----- Material for this exercise -----
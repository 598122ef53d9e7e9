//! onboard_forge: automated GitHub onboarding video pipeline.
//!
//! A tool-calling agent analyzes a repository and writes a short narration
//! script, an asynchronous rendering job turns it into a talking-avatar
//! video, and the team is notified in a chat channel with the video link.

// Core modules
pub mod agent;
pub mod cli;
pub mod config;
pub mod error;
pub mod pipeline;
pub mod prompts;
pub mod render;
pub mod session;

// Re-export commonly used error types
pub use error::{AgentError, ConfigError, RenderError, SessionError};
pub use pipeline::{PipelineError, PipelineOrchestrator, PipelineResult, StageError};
-----
--- Prompt ---
Each record must appear again, word for word.

--- Reply to the task ---
repository 598122ef53d9e7e9
//! onboard_forge: automated GitHub onboarding video pipeline.
//!
//! A tool-calling agent analyzes a repository and writes a short narration
//! script, an asynchronous rendering job turns it into a talking-avatar
//! video, and the team is notified in a chat channel with the video link.

// Core modules
pub mod agent;
pub mod cli;
pub mod config;
pub mod error;
pub mod pipeline;
pub mod prompts;
pub mod render;
pub mod session;

// Re-export commonly used error types
pub use error::{AgentError, ConfigError, RenderError, SessionError};
pub use pipeline::{PipelineError, PipelineOrchestrator, PipelineResult, StageError};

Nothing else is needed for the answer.